These days I’ve been musing about the nature of something that affects everyone who’s currently alive in the world — community. As a North American woman in her mid-twenties who’s lived in suburbia her whole life, this has come to mean something specific. As in politely minding my own business and looking the other way when a neighbor or acquaintance or friend is obviously in need. I’ve been so used to communing solely that even when others go out of their way to include me in their circle of generosity (for instance, this morning a neighbor shoveled my sidewalk as well as a few others’ on the block — I waved and sped away without so much as a “thanks, how’s life been treating you lately?”), it feels a bit intrusive.
Maybe the word itself has been overused and tainted. I guess that’s not really the point. I mean, anyone who went to high school with me will remember the class everyone had to take called “Building Community.” We all dreaded it and suffered through it together, counting the minutes until we could gun it up to the cafeteria for taco salad or turkey dinner. But looking back, I’m not even sure what we talked about. The curriculum was probably well-intentioned, but I doubt many of us really took it to heart and literally built community with the world next door.

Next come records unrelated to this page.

//! Recognition module - Turning free text into scored field values.
//!
//! # Module Organization
//!
//! - `term_match` - Candidate interpretations of input spans
//! - `language` - Word breaking, noise words and term generation
//! - `analyzer` - Coalescing, grouping and ranking of matches
//! - `primitive` - Whole-input recognizers for bool, text, numbers and dates
//! - `enumeration` - Term and ordinal recognizer for enumerated values

pub mod analyzer;
mod enumeration;
pub mod language;
mod primitive;
mod term_match;

pub use analyzer::{
    best_matches, coalesce, grouped_matches, highest_confidence, is_full_match, unmatched,
    MatchGroup,
};
pub use enumeration::{EnumChoice, EnumerationOptions, RecognizeEnumeration};
pub use primitive::{PrimitiveKind, RecognizePrimitive};
pub use term_match::{MatchValue, TermMatch};

use regex::Regex;
use std::fmt;

use crate::domain::form::{FormConfiguration, PromptButton, TemplateUsage};
use crate::domain::foundation::FieldValue;

/// Lazily produced matches for one input. Recomputed on every call.
pub type TermMatches<'a> = Box<dyn Iterator<Item = TermMatch> + 'a>;

/// Interprets input for one field.
pub trait Recognize: Send + Sync + fmt::Debug {
    /// Every interpretation of `input`, given the field's current value.
    fn matches<'a>(&'a self, input: &'a str, current: Option<&'a FieldValue>) -> TermMatches<'a>;

    /// Enumerable values, empty for open-ended kinds.
    fn values(&self) -> Vec<MatchValue> {
        Vec::new()
    }

    fn value_descriptions(&self) -> Vec<String> {
        self.values()
            .iter()
            .map(|value| self.value_description(value))
            .collect()
    }

    fn value_description(&self, value: &MatchValue) -> String;

    /// Regex fragments that select `value`.
    fn valid_inputs(&self, value: &MatchValue) -> Vec<String>;

    /// Description of the responses this recognizer accepts.
    fn help(&self, current: Option<&FieldValue>) -> String;

    /// Buttons offered with the prompt.
    fn buttons(&self) -> Vec<PromptButton> {
        Vec::new()
    }
}

fn first_term(terms: &[String]) -> &str {
    terms.first().map(String::as_str).unwrap_or("")
}

/// Help suffix describing the current-choice and no-preference shortcuts.
pub(crate) fn choice_hints(
    configuration: &FormConfiguration,
    current: Option<String>,
    optional: bool,
) -> String {
    let mut hint = String::new();
    if let Some(description) = current {
        hint.push_str(&format!(
            ", \"{}\" for {} ({})",
            first_term(&configuration.current_choice),
            configuration
                .template(TemplateUsage::CurrentChoice)
                .to_lowercase(),
            description
        ));
    }
    if optional {
        hint.push_str(&format!(
            ", \"{}\" for {}",
            first_term(&configuration.no_preference),
            configuration
                .template(TemplateUsage::NoPreference)
                .to_lowercase()
        ));
    }
    hint
}

/// Compiles terms into a case-insensitive regex that must match the whole input.
pub(crate) fn whole_input(terms: &[String]) -> Result<Regex, regex::Error> {
    let alternation: Vec<&str> = terms
        .iter()
        .map(String::as_str)
        .filter(|term| !term.is_empty())
        .collect();
    if alternation.is_empty() {
        return Regex::new("^__qqqq__$");
    }
    Regex::new(&format!(r"(?i)^\s*(?:{})\s*$", alternation.join("|")))
}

Now, years later, I ponder as a former “community organizer” sits in the highest elected office in the land and makes decisions that will affect all of our communities. I hope that responsibility isn’t taken lightly.
As a librarian who hopes to make some kind of difference in the world, be it in the workplace or abroad, I try to see the customer service aspect as it should be and couple it with something beyond helping people find books — but helping them find a community worth investing in and being a part of it actively. Another bucket list item to accomplish someday (stuff to do before I kick the bucket — thanks, Em).